§ **Work item**:
Find and copy each line of the data that includes "PartialEq".

§ **Data for analysis**:
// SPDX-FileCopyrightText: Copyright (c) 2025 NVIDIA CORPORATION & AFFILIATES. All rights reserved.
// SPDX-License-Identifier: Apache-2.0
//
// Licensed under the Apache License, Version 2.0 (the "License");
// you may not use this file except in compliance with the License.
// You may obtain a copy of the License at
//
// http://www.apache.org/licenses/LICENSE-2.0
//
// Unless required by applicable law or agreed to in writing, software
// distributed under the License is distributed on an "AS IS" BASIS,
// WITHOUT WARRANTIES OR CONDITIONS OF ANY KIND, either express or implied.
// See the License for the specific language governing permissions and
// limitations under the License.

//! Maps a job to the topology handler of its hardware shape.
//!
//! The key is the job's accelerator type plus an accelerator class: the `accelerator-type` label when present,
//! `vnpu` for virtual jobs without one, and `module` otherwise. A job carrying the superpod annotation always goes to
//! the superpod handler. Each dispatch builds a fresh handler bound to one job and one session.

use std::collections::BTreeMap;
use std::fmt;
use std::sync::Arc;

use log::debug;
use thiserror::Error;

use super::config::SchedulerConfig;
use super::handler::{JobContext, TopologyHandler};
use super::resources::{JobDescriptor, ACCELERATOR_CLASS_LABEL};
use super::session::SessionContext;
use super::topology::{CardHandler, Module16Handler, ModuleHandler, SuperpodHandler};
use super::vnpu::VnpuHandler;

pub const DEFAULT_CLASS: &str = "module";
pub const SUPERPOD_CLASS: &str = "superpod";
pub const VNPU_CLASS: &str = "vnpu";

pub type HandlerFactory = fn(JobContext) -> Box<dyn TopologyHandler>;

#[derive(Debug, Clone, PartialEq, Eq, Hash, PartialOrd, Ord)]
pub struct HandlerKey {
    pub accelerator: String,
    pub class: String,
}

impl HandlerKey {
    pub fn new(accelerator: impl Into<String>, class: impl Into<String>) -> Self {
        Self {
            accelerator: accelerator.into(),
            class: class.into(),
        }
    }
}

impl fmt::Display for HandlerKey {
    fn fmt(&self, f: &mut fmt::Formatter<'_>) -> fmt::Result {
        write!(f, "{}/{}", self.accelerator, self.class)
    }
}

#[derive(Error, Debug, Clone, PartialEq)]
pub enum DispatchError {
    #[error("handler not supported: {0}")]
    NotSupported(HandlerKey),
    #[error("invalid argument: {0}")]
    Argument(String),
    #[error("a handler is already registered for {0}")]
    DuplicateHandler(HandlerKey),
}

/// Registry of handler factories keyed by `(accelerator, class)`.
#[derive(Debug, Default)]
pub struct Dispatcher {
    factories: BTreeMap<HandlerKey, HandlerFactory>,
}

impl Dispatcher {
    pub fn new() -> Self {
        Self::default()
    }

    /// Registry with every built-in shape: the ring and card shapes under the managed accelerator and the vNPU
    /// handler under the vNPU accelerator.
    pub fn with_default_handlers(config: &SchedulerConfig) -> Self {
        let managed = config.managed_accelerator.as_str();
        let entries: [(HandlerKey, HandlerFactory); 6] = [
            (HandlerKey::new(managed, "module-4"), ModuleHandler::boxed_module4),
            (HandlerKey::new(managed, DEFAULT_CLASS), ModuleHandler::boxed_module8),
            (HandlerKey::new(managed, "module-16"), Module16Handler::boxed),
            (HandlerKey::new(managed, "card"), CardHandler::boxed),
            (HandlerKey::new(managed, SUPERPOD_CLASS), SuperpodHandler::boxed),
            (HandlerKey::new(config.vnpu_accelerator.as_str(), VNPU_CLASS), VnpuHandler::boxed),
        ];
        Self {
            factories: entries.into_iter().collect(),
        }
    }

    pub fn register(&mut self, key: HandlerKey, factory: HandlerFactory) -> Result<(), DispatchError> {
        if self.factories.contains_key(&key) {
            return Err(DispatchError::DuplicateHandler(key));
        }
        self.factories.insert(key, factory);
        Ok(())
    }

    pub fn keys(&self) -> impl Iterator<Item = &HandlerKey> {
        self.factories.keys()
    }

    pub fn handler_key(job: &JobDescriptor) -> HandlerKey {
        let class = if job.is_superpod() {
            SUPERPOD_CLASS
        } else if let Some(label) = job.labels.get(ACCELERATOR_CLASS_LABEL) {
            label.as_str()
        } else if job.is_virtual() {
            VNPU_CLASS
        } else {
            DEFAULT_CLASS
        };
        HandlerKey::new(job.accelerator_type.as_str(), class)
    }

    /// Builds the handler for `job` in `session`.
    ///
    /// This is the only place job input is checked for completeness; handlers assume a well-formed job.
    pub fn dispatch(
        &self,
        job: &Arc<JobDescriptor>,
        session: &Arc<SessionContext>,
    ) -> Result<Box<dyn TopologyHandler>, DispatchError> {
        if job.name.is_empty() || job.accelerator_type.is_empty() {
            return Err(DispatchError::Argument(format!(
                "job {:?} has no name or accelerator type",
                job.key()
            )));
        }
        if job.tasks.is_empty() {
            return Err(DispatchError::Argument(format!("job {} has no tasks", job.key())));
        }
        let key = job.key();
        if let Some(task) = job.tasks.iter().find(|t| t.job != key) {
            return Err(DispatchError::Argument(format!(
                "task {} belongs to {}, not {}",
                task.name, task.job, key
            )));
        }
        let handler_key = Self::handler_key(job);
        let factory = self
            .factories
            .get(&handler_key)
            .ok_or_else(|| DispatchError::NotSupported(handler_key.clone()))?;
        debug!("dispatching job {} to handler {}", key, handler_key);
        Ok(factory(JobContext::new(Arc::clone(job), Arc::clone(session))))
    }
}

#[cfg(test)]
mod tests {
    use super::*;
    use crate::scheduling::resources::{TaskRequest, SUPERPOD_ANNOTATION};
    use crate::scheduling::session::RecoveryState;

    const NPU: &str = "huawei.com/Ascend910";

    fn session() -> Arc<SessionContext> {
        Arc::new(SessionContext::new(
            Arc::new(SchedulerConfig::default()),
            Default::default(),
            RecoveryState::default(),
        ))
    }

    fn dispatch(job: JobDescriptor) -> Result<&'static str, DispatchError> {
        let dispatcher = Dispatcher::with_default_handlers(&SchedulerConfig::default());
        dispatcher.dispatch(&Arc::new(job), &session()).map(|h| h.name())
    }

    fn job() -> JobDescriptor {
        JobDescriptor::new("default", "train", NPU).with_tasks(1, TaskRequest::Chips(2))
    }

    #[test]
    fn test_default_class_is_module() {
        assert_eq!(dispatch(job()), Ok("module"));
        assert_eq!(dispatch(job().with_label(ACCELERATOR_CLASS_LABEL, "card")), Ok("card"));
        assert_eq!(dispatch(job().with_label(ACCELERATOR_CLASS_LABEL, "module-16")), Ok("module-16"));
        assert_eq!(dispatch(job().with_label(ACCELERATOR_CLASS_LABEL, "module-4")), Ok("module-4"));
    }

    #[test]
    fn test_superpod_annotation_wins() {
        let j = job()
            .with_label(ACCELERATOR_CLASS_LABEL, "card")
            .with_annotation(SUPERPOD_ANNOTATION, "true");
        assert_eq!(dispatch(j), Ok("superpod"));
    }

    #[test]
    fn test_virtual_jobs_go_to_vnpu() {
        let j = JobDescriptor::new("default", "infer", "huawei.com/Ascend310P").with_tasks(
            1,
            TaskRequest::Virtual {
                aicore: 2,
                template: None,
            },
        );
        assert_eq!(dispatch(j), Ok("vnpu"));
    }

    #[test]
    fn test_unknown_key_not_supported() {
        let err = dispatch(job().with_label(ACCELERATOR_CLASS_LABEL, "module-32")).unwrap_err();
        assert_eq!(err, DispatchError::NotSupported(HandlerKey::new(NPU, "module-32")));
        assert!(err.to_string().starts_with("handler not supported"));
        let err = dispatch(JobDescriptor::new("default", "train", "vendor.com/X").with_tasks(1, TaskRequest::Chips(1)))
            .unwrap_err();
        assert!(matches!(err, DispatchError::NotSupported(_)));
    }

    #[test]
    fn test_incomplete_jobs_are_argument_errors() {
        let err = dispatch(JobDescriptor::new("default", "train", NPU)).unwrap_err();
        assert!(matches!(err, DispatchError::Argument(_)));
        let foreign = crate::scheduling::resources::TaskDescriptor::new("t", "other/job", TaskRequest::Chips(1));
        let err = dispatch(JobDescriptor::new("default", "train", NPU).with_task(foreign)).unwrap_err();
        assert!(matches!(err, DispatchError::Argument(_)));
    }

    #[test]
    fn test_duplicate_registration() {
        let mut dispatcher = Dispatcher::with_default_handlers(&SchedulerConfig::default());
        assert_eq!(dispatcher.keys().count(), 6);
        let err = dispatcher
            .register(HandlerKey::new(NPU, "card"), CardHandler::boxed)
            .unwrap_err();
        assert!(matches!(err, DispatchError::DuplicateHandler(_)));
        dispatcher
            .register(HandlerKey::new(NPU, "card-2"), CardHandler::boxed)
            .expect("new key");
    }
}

==

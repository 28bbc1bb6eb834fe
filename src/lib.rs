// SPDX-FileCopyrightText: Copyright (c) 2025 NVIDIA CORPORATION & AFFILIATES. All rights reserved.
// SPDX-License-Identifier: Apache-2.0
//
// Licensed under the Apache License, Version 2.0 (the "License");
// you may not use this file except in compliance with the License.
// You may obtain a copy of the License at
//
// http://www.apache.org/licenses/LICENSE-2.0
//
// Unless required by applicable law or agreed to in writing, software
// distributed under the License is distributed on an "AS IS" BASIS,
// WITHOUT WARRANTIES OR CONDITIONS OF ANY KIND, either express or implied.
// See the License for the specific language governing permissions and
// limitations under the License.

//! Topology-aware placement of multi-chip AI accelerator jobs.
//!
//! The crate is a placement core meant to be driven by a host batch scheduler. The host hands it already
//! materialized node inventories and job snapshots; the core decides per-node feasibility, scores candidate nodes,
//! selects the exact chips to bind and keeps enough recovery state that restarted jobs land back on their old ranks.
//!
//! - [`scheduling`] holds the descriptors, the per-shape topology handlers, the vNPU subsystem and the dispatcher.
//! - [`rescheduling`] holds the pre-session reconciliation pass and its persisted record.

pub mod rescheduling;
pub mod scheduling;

§ **Answer space**:
#[derive(Debug, Clone, PartialEq, Eq, Hash, PartialOrd, Ord)]
#[derive(Error, Debug, Clone, PartialEq)]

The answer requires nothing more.